## Supplied information
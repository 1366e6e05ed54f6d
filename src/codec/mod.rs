//! Proof codec
//!
//! Turns the flat epoch record written by the off-chain prover into the
//! structured dual proof the Orand provider contract accepts:
//! - hex normalization (even digit count, `0x` prefix)
//! - splitting of concatenated field-element pairs
//! - boundary validation of field lengths and digits

mod normalize;
mod proof;

pub use normalize::*;
pub use proof::*;
//! Trait definitions for the on-chain seam

use std::sync::Arc;

use alloy::primitives::{Address, TxHash};
use alloy::signers::local::PrivateKeySigner;
use async_trait::async_trait;
#[cfg(test)]
use mockall::automock;

use crate::domain::{EcvrfProof, EpochReceipt, StructuredProof, VerificationResult};

use super::Result;

/// Orand provider contract: the on-chain verifier and epoch registry.
///
/// Arguments are hex-normalized codec output; implementations convert them
/// to ABI values.
#[cfg_attr(test, automock)]
#[async_trait]
pub trait OrandProvider: Send + Sync {
    /// Read-only dual proof verification against current on-chain state
    async fn verify_epoch(&self, proof: &StructuredProof) -> Result<VerificationResult>;

    /// Submit the first epoch for a consumer
    ///
    /// Returns once the node has accepted the transaction.
    async fn genesis(
        &self,
        signer: &PrivateKeySigner,
        ecdsa_proof: &str,
        ecvrf_proof: &EcvrfProof,
    ) -> Result<TxHash>;

    /// Submit an epoch that links to the consumer's latest recorded epoch
    async fn publish(
        &self,
        signer: &PrivateKeySigner,
        consumer: Address,
        ecvrf_proof: &EcvrfProof,
    ) -> Result<TxHash>;

    /// Wait until the transaction is mined
    async fn wait_for_receipt(&self, tx_hash: TxHash) -> Result<EpochReceipt>;
}

/// Builds provider connections for the publisher registry.
#[cfg_attr(test, automock)]
#[async_trait]
pub trait ProviderConnector: Send + Sync {
    /// Connect to `rpc_url` and bind the provider contract at `provider_address`
    async fn connect(
        &self,
        rpc_url: &str,
        provider_address: Address,
    ) -> Result<Arc<dyn OrandProvider>>;
}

## What this task involves
Output the listing above word for word.

## Expected answer
repository 1366e6e05ed54f6d
filename src/codec/mod.rs
//! Proof codec
//!
//! Turns the flat epoch record written by the off-chain prover into the
//! structured dual proof the Orand provider contract accepts:
//! - hex normalization (even digit count, `0x` prefix)
//! - splitting of concatenated field-element pairs
//! - boundary validation of field lengths and digits

mod normalize;
mod proof;

pub use normalize::*;
pub use proof::*;
//! Trait definitions for the on-chain seam

use std::sync::Arc;

use alloy::primitives::{Address, TxHash};
use alloy::signers::local::PrivateKeySigner;
use async_trait::async_trait;
#[cfg(test)]
use mockall::automock;

use crate::domain::{EcvrfProof, EpochReceipt, StructuredProof, VerificationResult};

use super::Result;

/// Orand provider contract: the on-chain verifier and epoch registry.
///
/// Arguments are hex-normalized codec output; implementations convert them
/// to ABI values.
#[cfg_attr(test, automock)]
#[async_trait]
pub trait OrandProvider: Send + Sync {
    /// Read-only dual proof verification against current on-chain state
    async fn verify_epoch(&self, proof: &StructuredProof) -> Result<VerificationResult>;

    /// Submit the first epoch for a consumer
    ///
    /// Returns once the node has accepted the transaction.
    async fn genesis(
        &self,
        signer: &PrivateKeySigner,
        ecdsa_proof: &str,
        ecvrf_proof: &EcvrfProof,
    ) -> Result<TxHash>;

    /// Submit an epoch that links to the consumer's latest recorded epoch
    async fn publish(
        &self,
        signer: &PrivateKeySigner,
        consumer: Address,
        ecvrf_proof: &EcvrfProof,
    ) -> Result<TxHash>;

    /// Wait until the transaction is mined
    async fn wait_for_receipt(&self, tx_hash: TxHash) -> Result<EpochReceipt>;
}

/// Builds provider connections for the publisher registry.
#[cfg_attr(test, automock)]
#[async_trait]
pub trait ProviderConnector: Send + Sync {
    /// Connect to `rpc_url` and bind the provider contract at `provider_address`
    async fn connect(
        &self,
        rpc_url: &str,
        provider_address: Address,
    ) -> Result<Arc<dyn OrandProvider>>;
}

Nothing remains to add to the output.